Disney’s upcoming film, “Zootopia,” directed by Byron Howard, Rich Moore and co-director Jared Bush, is a light-hearted comedic animated film, which takes place in a world where animals have evolved to live collectively in an enormous diverse city. While being visually fascinating, the film provides an educational plot, which results in corruption and conspiracy.

“Zootopia” contributes insight of the social issues that are prevalent in the today’s world, all the while being inspirational. Although the film is a jubilant children’s movie, the struggles faced by the main characters, Officer Bunny Hopps and the sly fox, Nick Wilde, are serious.

Judy Hopps, a bunny in with a goal to become a police officer in the big city, encounters the trails and tribulations of having to prove her competence in a respectable work force. The stronger animals at the police station refer to Judy as being “just a cute bunny”. She then proves herself to be stronger than anyone perceived her to be. These issues are seen time and time again with gender biases, especially in the work force.

Nick Wilde, a fox in the film, was discriminated and stereotyped as being sneaky and sly, because he was a fox, and was denied service at a local “Zootopia” ice cream shop for his species’ reputation.

According to Lee Crowe, adjunct Professor of Animation at CSUN, an excellent animation demonstrates knowledge of gravity, timing, anatomy, and good acting, which can be seen in “Zootopia”.

Crowe uses the example of “Lilo and Stitch” as a film that has also tied similar social issues with animation.

“The creators of “Lilo and Stitch” weren’t preachy with their story and they presented it as “matter-of-fact, this is what it’s like to be a poor Hawaii native; it is what it is,” said Crowe. “Women struggling in a male-dominated workforce is a fact of life. If it’s presented that way, it doesn’t come across as preachy.”

Iris Diaz, a woman who attended the premier of “Zootopia” on Feb. 29 at the AMC movie theatre in Burbank, said that the film had a clean and healthy aesthetic and was entertaining for groups of all ages because of its profound life lessons.

“The message of the film is important. The film conveys the idea that all people can have the same values and opportunities,” said Diaz. “Everyone has the same capability to succeed, some more than others, but discipline and determination will lead to success”.

Samantha Morales, junior and health administration major at CSUN, said she will watch the film as soon as it premiers due to the content the prestigious directors and animators of “Zootopia” are previously known for.

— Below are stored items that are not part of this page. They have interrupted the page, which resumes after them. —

//! Flat 64K address space and the bus abstraction the interpreter runs on.

/// Byte-level access used by the interpreter for every operand fetch and store.
///
/// `read` takes `&mut self` so wrappers can observe accesses (watchpoints,
/// undo recording) without interior mutability.
pub trait Bus {
    fn read(&mut self, addr: u16) -> u8;
    fn write(&mut self, addr: u16, value: u8);
}

pub const MEMORY_SIZE: usize = 0x10000;

/// 64K of RAM with a "memory changed" latch for views.
///
/// The latch stays up for one extra [`Memory::clear_changed`] after the last
/// change so a consumer polling once per frame never misses an update that
/// landed while it was redrawing.
#[derive(Clone)]
pub struct Memory {
    ram: Box<[u8]>,
    changed: bool,
    changed_prev: bool,
}

impl Default for Memory {
    fn default() -> Self {
        Self::new()
    }
}

impl std::fmt::Debug for Memory {
    fn fmt(&self, f: &mut std::fmt::Formatter<'_>) -> std::fmt::Result {
        f.debug_struct("Memory")
            .field("changed", &self.changed)
            .field("changed_prev", &self.changed_prev)
            .finish_non_exhaustive()
    }
}

impl Memory {
    pub fn new() -> Self {
        Self {
            ram: vec![0u8; MEMORY_SIZE].into_boxed_slice(),
            changed: true,
            changed_prev: false,
        }
    }

    pub fn get(&self, addr: u16) -> u8 {
        self.ram[addr as usize]
    }

    /// Stores `value`, raising the changed flag only if the byte differs.
    pub fn set(&mut self, addr: u16, value: u8) {
        let slot = &mut self.ram[addr as usize];
        if *slot != value {
            *slot = value;
            self.changed = true;
        }
    }

    /// Copies `bytes` starting at `addr`, wrapping at the top of memory.
    pub fn load(&mut self, addr: u16, bytes: &[u8]) {
        let mut at = addr;
        for &b in bytes {
            self.set(at, b);
            at = at.wrapping_add(1);
        }
    }

    /// Reads `len` bytes starting at `addr`, wrapping at the top of memory.
    pub fn slice(&self, addr: u16, len: usize) -> Vec<u8> {
        (0..len)
            .map(|i| self.get(addr.wrapping_add(i as u16)))
            .collect()
    }

    pub fn as_slice(&self) -> &[u8] {
        &self.ram
    }

    pub fn changed(&self) -> bool {
        self.changed || self.changed_prev
    }

    pub fn mark_changed(&mut self) {
        self.changed = true;
    }

    pub fn clear_changed(&mut self) {
        self.changed_prev = self.changed;
        self.changed = false;
    }
}

impl Bus for Memory {
    fn read(&mut self, addr: u16) -> u8 {
        self.get(addr)
    }

    fn write(&mut self, addr: u16, value: u8) {
        self.set(addr, value);
    }
}

#[cfg(test)]
mod tests {
    use super::*;

    #[test]
    fn test_write_same_value_does_not_flag_change() {
        let mut mem = Memory::new();
        mem.clear_changed();
        mem.clear_changed();
        assert!(!mem.changed());

        mem.set(0x2000, 0);
        assert!(!mem.changed());

        mem.set(0x2000, 1);
        assert!(mem.changed());
    }

    #[test]
    fn test_changed_latch_survives_one_clear() {
        let mut mem = Memory::new();
        mem.clear_changed();
        mem.clear_changed();

        mem.set(0x10, 0x42);
        mem.clear_changed();
        assert!(mem.changed(), "previous-frame latch should still report");
        mem.clear_changed();
        assert!(!mem.changed());
    }

    #[test]
    fn test_load_wraps_at_top() {
        let mut mem = Memory::new();
        mem.load(0xfffe, &[1, 2, 3]);
        assert_eq!(mem.get(0xfffe), 1);
        assert_eq!(mem.get(0xffff), 2);
        assert_eq!(mem.get(0x0000), 3);
        assert_eq!(mem.slice(0xffff, 2), vec![2, 3]);
    }
}
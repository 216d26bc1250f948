use rewind6502::cpu::{AddressingMode, JAM, Operation, Registers, Status, get_opcodes, opcode};
use rewind6502::interpreter;
use rewind6502::memory::Memory;
use std::collections::HashSet;

fn run(program: &[u8], regs: Registers, steps: usize) -> (Registers, Memory) {
    let mut mem = Memory::new();
    mem.load(regs.pc, program);
    let mut regs = regs;
    for _ in 0..steps {
        regs = interpreter::step(regs, &mut mem);
    }
    (regs, mem)
}

// =============================================================================
// OPCODE TABLE TESTS
// =============================================================================

#[test]
fn test_opcode_table_has_256_entries() {
    assert_eq!(get_opcodes().len(), 256);
}

#[test]
fn test_documented_opcode_count() {
    let documented = get_opcodes().iter().filter(|op| !op.is_illegal()).count();
    assert_eq!(documented, 151, "6502 has 151 documented opcodes");
}

#[test]
fn test_illegal_opcodes_do_not_execute() {
    for (i, op) in get_opcodes().iter().enumerate() {
        assert_eq!(
            op.is_illegal(),
            op.cycles().is_none(),
            "Opcode ${:02X} ({}) timing does not match legality",
            i,
            op.mnemonic()
        );
    }
}

#[test]
fn test_instruction_sizes_match_addressing_modes() {
    for (i, op) in get_opcodes().iter().enumerate() {
        let expected = match op.mode {
            AddressingMode::Implied | AddressingMode::Accumulator => 1,
            AddressingMode::Immediate
            | AddressingMode::ZeroPage
            | AddressingMode::ZeroPageX
            | AddressingMode::ZeroPageY
            | AddressingMode::Relative
            | AddressingMode::IndirectX
            | AddressingMode::IndirectY => 2,
            AddressingMode::Absolute
            | AddressingMode::AbsoluteX
            | AddressingMode::AbsoluteY
            | AddressingMode::Indirect => 3,
        };
        assert_eq!(op.size(), expected, "Opcode ${:02X} ({})", i, op.mnemonic());
    }
}

#[test]
fn test_all_branches_are_relative() {
    for (i, op) in get_opcodes().iter().enumerate() {
        if op.operation.is_branch() {
            assert_eq!(op.mode, AddressingMode::Relative, "Branch ${:02X}", i);
            assert!(op.may_add_cycle(), "Branch ${:02X} must allow a taken cycle", i);
        }
    }
}

#[test]
fn test_no_duplicate_documented_mnemonic_mode_combinations() {
    let mut seen = HashSet::new();
    for (i, op) in get_opcodes().iter().enumerate() {
        if op.is_illegal() {
            continue;
        }
        assert!(
            seen.insert((op.mnemonic(), op.mode)),
            "Opcode ${:02X} duplicates {} {:?}",
            i,
            op.mnemonic(),
            op.mode
        );
    }
}

#[test]
fn test_specific_cycle_counts() {
    let cases = [
        (0xa9, 2, false), // lda #
        (0xad, 4, false), // lda abs
        (0xbd, 4, true),  // lda abs,x
        (0xb1, 5, true),  // lda (zp),y
        (0x9d, 5, false), // sta abs,x
        (0x20, 6, false), // jsr
        (0x60, 6, false), // rts
        (0x00, 7, false), // brk
        (0x6c, 5, false), // jmp (ind)
        (0xfe, 7, false), // inc abs,x
    ];
    for (byte, cycles, extra) in cases {
        let op = opcode(byte);
        assert_eq!(op.cycles(), Some(cycles), "Opcode ${:02X}", byte);
        assert_eq!(op.may_add_cycle(), extra, "Opcode ${:02X}", byte);
    }
}

#[test]
fn test_brk_and_nop() {
    assert_eq!(opcode(0x00).operation, Operation::Brk);
    assert_eq!(opcode(0xea).operation, Operation::Nop);
    assert_eq!(opcode(0xea).mnemonic(), "nop");
}

// =============================================================================
// EXECUTION TESTS
// =============================================================================

#[test]
fn test_lda_immediate() {
    let (regs, _) = run(&[0xa9, 0x05], Registers::default(), 1);
    assert_eq!(regs.a, 0x05);
    assert_eq!(regs.pc, 0x1002);
    assert!(!regs.flag(Status::ZERO));
    assert!(!regs.flag(Status::NEGATIVE));
    assert_eq!(Some(regs.t), opcode(0xa9).cycles());
}

#[test]
fn test_decimal_adc_carries() {
    let regs = Registers {
        a: 0x09,
        p: Status::CARRY | Status::DECIMAL,
        ..Registers::default()
    };
    let (regs, _) = run(&[0x69, 0x01], regs, 1);
    assert_eq!(regs.a, 0x11);
    assert!(!regs.flag(Status::CARRY));
}

#[test]
fn test_decimal_sbc_borrows() {
    // 0x10 - 0x01 with carry set (no borrow) = 0x09
    let regs = Registers {
        a: 0x10,
        p: Status::CARRY | Status::DECIMAL,
        ..Registers::default()
    };
    let (regs, _) = run(&[0xe9, 0x01], regs, 1);
    assert_eq!(regs.a, 0x09);
    assert!(regs.flag(Status::CARRY));
}

#[test]
fn test_page_cross_costs_a_cycle() {
    let regs = Registers {
        x: 0x01,
        ..Registers::default()
    };
    let (same_page, _) = run(&[0xbd, 0x00, 0x20], regs, 1);
    assert_eq!(same_page.t, 4);
    let (crossed, _) = run(&[0xbd, 0xff, 0x20], regs, 1);
    assert_eq!(crossed.t, 5);
}

#[test]
fn test_taken_branch_timing() {
    // bne +2 with Z clear is taken
    let (taken, _) = run(&[0xd0, 0x02], Registers::default(), 1);
    assert_eq!(taken.pc, 0x1004);
    assert_eq!(taken.t, 3);

    let regs = Registers {
        p: Status::ZERO,
        ..Registers::default()
    };
    let (not_taken, _) = run(&[0xd0, 0x02], regs, 1);
    assert_eq!(not_taken.pc, 0x1002);
    assert_eq!(not_taken.t, 2);
}

#[test]
fn test_jsr_rts_round_trip() {
    let mut mem = Memory::new();
    mem.load(0x1000, &[0x20, 0x00, 0x20]);
    mem.load(0x2000, &[0x60]);
    let regs = Registers {
        s: 0xff,
        ..Registers::default()
    };
    let regs = interpreter::step(regs, &mut mem);
    assert_eq!(regs.pc, 0x2000);
    assert_eq!(regs.s, 0xfd);
    assert_eq!(mem.get(0x01ff), 0x10);
    assert_eq!(mem.get(0x01fe), 0x02);
    let regs = interpreter::step(regs, &mut mem);
    assert_eq!(regs.pc, 0x1003);
    assert_eq!(regs.s, 0xff);
}

#[test]
fn test_jam_halts() {
    let (regs, _) = run(&[0x02, 0xea], Registers::default(), 3);
    assert_eq!(regs.t, JAM);
    assert!(regs.is_jammed());
    assert_eq!(regs.pc, 0x1001);
}

#[test]
fn test_step_is_deterministic() {
    // lda #$80 ; sta $0200,x ; inx ; rol $0200 ; pha
    let program = [0xa9, 0x80, 0x9d, 0x00, 0x02, 0xe8, 0x2e, 0x00, 0x02, 0x48];
    let regs = Registers {
        s: 0xff,
        ..Registers::default()
    };
    let (r1, m1) = run(&program, regs, 5);
    let (r2, m2) = run(&program, regs, 5);
    assert_eq!(r1, r2);
    assert_eq!(r1.t, r2.t);
    assert_eq!(m1.as_slice(), m2.as_slice());
    assert_eq!(m1.get(0x0200), 0x00);
    assert!(r1.flag(Status::CARRY));
}
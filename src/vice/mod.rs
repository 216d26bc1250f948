pub mod client;
pub mod commands;
pub mod protocol;
pub mod session;
pub mod state;

pub use client::ViceClient;
pub use commands::is_vice_command;
pub use protocol::{LineAssembler, LineEvent, MonitorLine, ViceRegister};
pub use session::Session;
pub use state::{ConnectionState, ViceEvent, ViceShared};
use std::collections::VecDeque;
use std::fmt;
use std::sync::Mutex;
use std::sync::atomic::{AtomicBool, Ordering};

use super::protocol::{is_quit_command, is_resume_command};
use crate::machine::lock;

#[derive(Debug, Clone, Copy, PartialEq, Eq, Default)]
pub enum ConnectionState {
    #[default]
    Disconnected,
    /// Connected, waiting for the first monitor prompt.
    AwaitingMonitor,
    /// Target resumed; the monitor is closed.
    Running,
    /// Bundle sent, waiting for the memory dump to complete.
    Syncing,
    WaitingForCommand,
    /// One queued command sent, waiting for its prompt.
    ReturnPending,
}

impl fmt::Display for ConnectionState {
    fn fmt(&self, f: &mut fmt::Formatter<'_>) -> fmt::Result {
        let s = match self {
            ConnectionState::Disconnected => "Disconnected",
            ConnectionState::AwaitingMonitor => "Awaiting monitor",
            ConnectionState::Running => "Running",
            ConnectionState::Syncing => "Syncing",
            ConnectionState::WaitingForCommand => "Stopped",
            ConnectionState::ReturnPending => "Command pending",
        };
        f.write_str(s)
    }
}

#[derive(Debug, Clone, PartialEq, Eq)]
pub enum ViceEvent {
    Connected,
    Disconnected(String),
    /// Monitor output worth showing to the user, including trace blocks.
    Log(String),
    /// A full resync finished; local state matches VICE.
    Synced,
}

/// State shared between the client API and the socket thread.
#[derive(Debug, Default)]
pub struct ViceShared {
    queue: Mutex<VecDeque<String>>,
    state: Mutex<ConnectionState>,
    pub(crate) connected: AtomicBool,
    pub(crate) close_request: AtomicBool,
    /// Set when a resume command is queued, cleared on the next sync.
    pub(crate) target_running: AtomicBool,
    pub(crate) monitor_on: AtomicBool,
    pub(crate) stop_request: AtomicBool,
    pub(crate) sync_request: AtomicBool,
    pub(crate) accept_symbols: AtomicBool,
}

impl ViceShared {
    pub fn new(accept_symbols: bool) -> Self {
        Self {
            accept_symbols: AtomicBool::new(accept_symbols),
            ..Self::default()
        }
    }

    /// Queues one command line, appending the newline if missing.
    pub fn enqueue(&self, cmd: &str) {
        if cmd.is_empty() {
            return;
        }
        if is_resume_command(cmd) {
            self.target_running.store(true, Ordering::SeqCst);
        } else if is_quit_command(cmd) {
            self.close_request.store(true, Ordering::SeqCst);
        }
        let mut line = cmd.to_string();
        if !line.ends_with('\n') {
            line.push('\n');
        }
        lock(&self.queue).push_back(line);
    }

    pub(crate) fn pop_command(&self) -> Option<String> {
        lock(&self.queue).pop_front()
    }

    pub fn pending_commands(&self) -> usize {
        lock(&self.queue).len()
    }

    pub fn state(&self) -> ConnectionState {
        *lock(&self.state)
    }

    pub(crate) fn set_state(&self, state: ConnectionState) {
        *lock(&self.state) = state;
    }

    pub fn is_connected(&self) -> bool {
        self.connected.load(Ordering::SeqCst)
    }

    /// Target executing with the monitor closed.
    pub fn is_running(&self) -> bool {
        self.is_connected() && !self.monitor_on.load(Ordering::SeqCst)
    }

    pub fn is_syncing(&self) -> bool {
        self.is_connected() && self.state() == ConnectionState::Syncing
    }

    pub fn accepts_symbols(&self) -> bool {
        self.accept_symbols.load(Ordering::SeqCst)
    }
}

#[cfg(test)]
mod tests {
    use super::*;

    #[test]
    fn test_enqueue_flags() {
        let shared = ViceShared::new(true);
        shared.enqueue("m 0400 0410");
        assert!(!shared.target_running.load(Ordering::SeqCst));
        shared.enqueue("x");
        assert!(shared.target_running.load(Ordering::SeqCst));
        shared.enqueue("quit\n");
        assert!(shared.close_request.load(Ordering::SeqCst));

        assert_eq!(shared.pending_commands(), 3);
        assert_eq!(shared.pop_command().as_deref(), Some("m 0400 0410\n"));
        assert_eq!(shared.pop_command().as_deref(), Some("x\n"));
        assert_eq!(shared.pop_command().as_deref(), Some("quit\n"));
        assert_eq!(shared.pop_command(), None);
    }

    #[test]
    fn test_running_requires_connection() {
        let shared = ViceShared::new(false);
        assert!(!shared.is_running());
        shared.connected.store(true, Ordering::SeqCst);
        assert!(shared.is_running());
        shared.monitor_on.store(true, Ordering::SeqCst);
        assert!(!shared.is_running());
    }
}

“I’ve seen the trailer and some of the scenes are just hilarious,” said Morales. “The trailer also shows that some of the creators are from a few of my favorite Disney movies like ‘Frozen’ and ‘Big Hero 6’. I’m really excited to see this one and the fact that it can teach me a thing or two, is great.”

Diaz said that the film is not only for children, but should definitely be viewed by college students to make their own interpretations of the film’s deeper meaning.

“’Zootopia’ is a film that is so complex and elaborate. It is visually pleasing for children and adults and it teaches our children to not negativity and prejudice get in the way of your dreams,” said Diaz. “I highly recommend this film to children, parents and especially students.”

“Zootopia” opens Friday, March 4.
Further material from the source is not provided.